Ferma restando la pacifica e più volte affermata distinzione concettuale tra assunzione di un servizio e determinazione della forma di gestione, è il caso di sottolineare che accanto alla ricostruzione qui criticata se ne potrebbe prospettare una, almeno in parte, differente: è infatti con la costituzione (o, in certi casi, con l’individuazione) della società alla quale verrà affidato il servizio, che si manifesta la volontà dell’Ente locale di avvalersi dell’affidamento diretto quale modulo gestorio del servizio. Stante la mera consequenzialità dell’atto di assegnazione della gestione del servizio (12), è nell’atto di costituzione della società da parte degli Enti locali che deve essere individuato il momento in cui si realizza la situazione giuridica da poter tutelare nel processo amministrativo: gli atti di costituzione della società sono quindi provvedimenti concretamente idonei a sottrarre l’attribuzione della titolarità del servizio alle regole concorrenziali (13). Una ricostruzione quindi che, se da un lato riprende la separazione tra scelta del modulo gestorio e assegnazione del servizio dall’altro, tratta la procedura di individuazione del modello gestione in house e di costituzione (o individuazione) del gestore come due aspetti dello stesso momento. Di conseguenza la possibilità di valutare globalmente e separazione motivazionale e deliberativa i due momenti sopra richiamati non può che essere d’ausilio per l’Ente pubblico, stante il dovere gravante su di esso di scelta della forma di gestione del servizio pubblico che più corrisponde, nel caso concreto, alle esigenze della collettività.

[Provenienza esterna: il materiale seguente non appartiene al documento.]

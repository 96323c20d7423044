//! A rust implementation of the ENCOS joint motor CAN protocol.
//!
//! Commands are built with [`protocol::Command`] and encoded into [`frame::CommandFrame`]s;
//! received [`frame::FeedbackFrame`]s are decoded with [`protocol::decode`]. A [`Motor`] ties both
//! to one motor on a shared [`transport::Bus`] and keeps its last known state.
//!
//! ```rust
//! # #[cfg(feature = "mock")]
//! # fn main() -> Result<(), encos::Error> {
//! use encos::protocol::{AckType, MotorAddress};
//! use encos::transport::MockBus;
//!
//! let bus = MockBus::new();
//! let motor = encos::Motor::new(&bus, MotorAddress::new(1)?);
//! motor.set_position(1.0, 100, 200, AckType::Type1)?;
//! # Ok(())
//! # }
//! # #[cfg(not(feature = "mock"))]
//! # fn main() {}
//! ```

#![deny(
    bad_style,
    dead_code,
    improper_ctypes,
    non_shorthand_field_patterns,
    no_mangle_generic_items,
    overflowing_literals,
    path_statements,
    patterns_in_fns_without_body,
    unconditional_recursion,
    unused,
    unused_allocation,
    unused_comparisons,
    unused_parens,
    while_true
)]
#![deny(
// missing_debug_implementations,
missing_docs,
trivial_casts,
trivial_numeric_casts,
unused_extern_crates,
unused_import_braces,
unused_qualifications,
// unused_results
)]
#![warn(clippy::unwrap_used)]

mod error;
pub mod frame;
mod motor;
pub mod protocol;
pub mod transport;

pub use error::*;
#[cfg(feature = "fdcanusb")]
pub use fdcanusb;
pub use motor::{
    send_group_current, InstructionStatus, Motor, MotorConfig, MotorParameters, MotorTelemetry,
};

Infine, si potrebbe addirittura prospettare una procedura di scelta del modello gestorio del Servizio Idrico Integrato imperniata sul solo provvedimento amministrativo di delibera della costituzione della società.

La legge mette a disposizione degli Enti locali che devono fornire nei rispettivi territori i servizi pubblici una pluralità di modi di gestione del servizio e, tra questi, rientra anche l’affidamento in house. Tale affidamento risulta essere un modello organizzativo perfettamente alternativo a quello della concessione; conseguentemente, la delibera dell’Ente di costituzione di una società per la gestione del servizio comporta che la società -una volta costituita- possa automaticamente produrre il servizio, essendo questo l’oggetto sociale della suddetta. Partendo da queste premesse sembra, quindi, lecito ritenere che l’attribuzione della titolarità del servizio sia un effetto giuridico conseguente al provvedimento amministrativo che esterna la volontà di costituire una società per la gestione di un servizio pubblico. Perciò, risulterebbe addirittura superflua l’adozione del provvedimento amministrativo che, a seguito della costituzione della società, assegna la titolarità del servizio alla società stessa (14).

            Ma anche in questo caso la motivazione non può mancare o essere differita a momenti successivi. In sostanza si vuole dire che non vi può essere scelta della forma di gestione sulla base di un assunto politico e motivazione postuma nell’atto di affidamento, perché in questo caso la motivazione servirebbe a sanare una scelta già fatta ed irreversibile.

 

5. (segue): il ruolo della motivazione nel momento di scelta del modello di gestione.

Ancor più enigmatica risulta essere la sentenza da cui hanno tratto spunto queste note quando l’attenzione si sposta sul dovere, gravante in capo alla pubblica amministrazione, di motivazione della scelta della forma di gestione del servizio.

Dalla ricostruzione operata in sentenza, infatti, sembrerebbe doversi ritenere che nel momento in cui l’Ente locale è chiamato a rendere conto dei motivi posti alla base della scelta di uno specifico modello di gestione, sarebbe sufficiente l’aver preventivamente commissionato uno studio dei criteri sui quali basare la futura scelta.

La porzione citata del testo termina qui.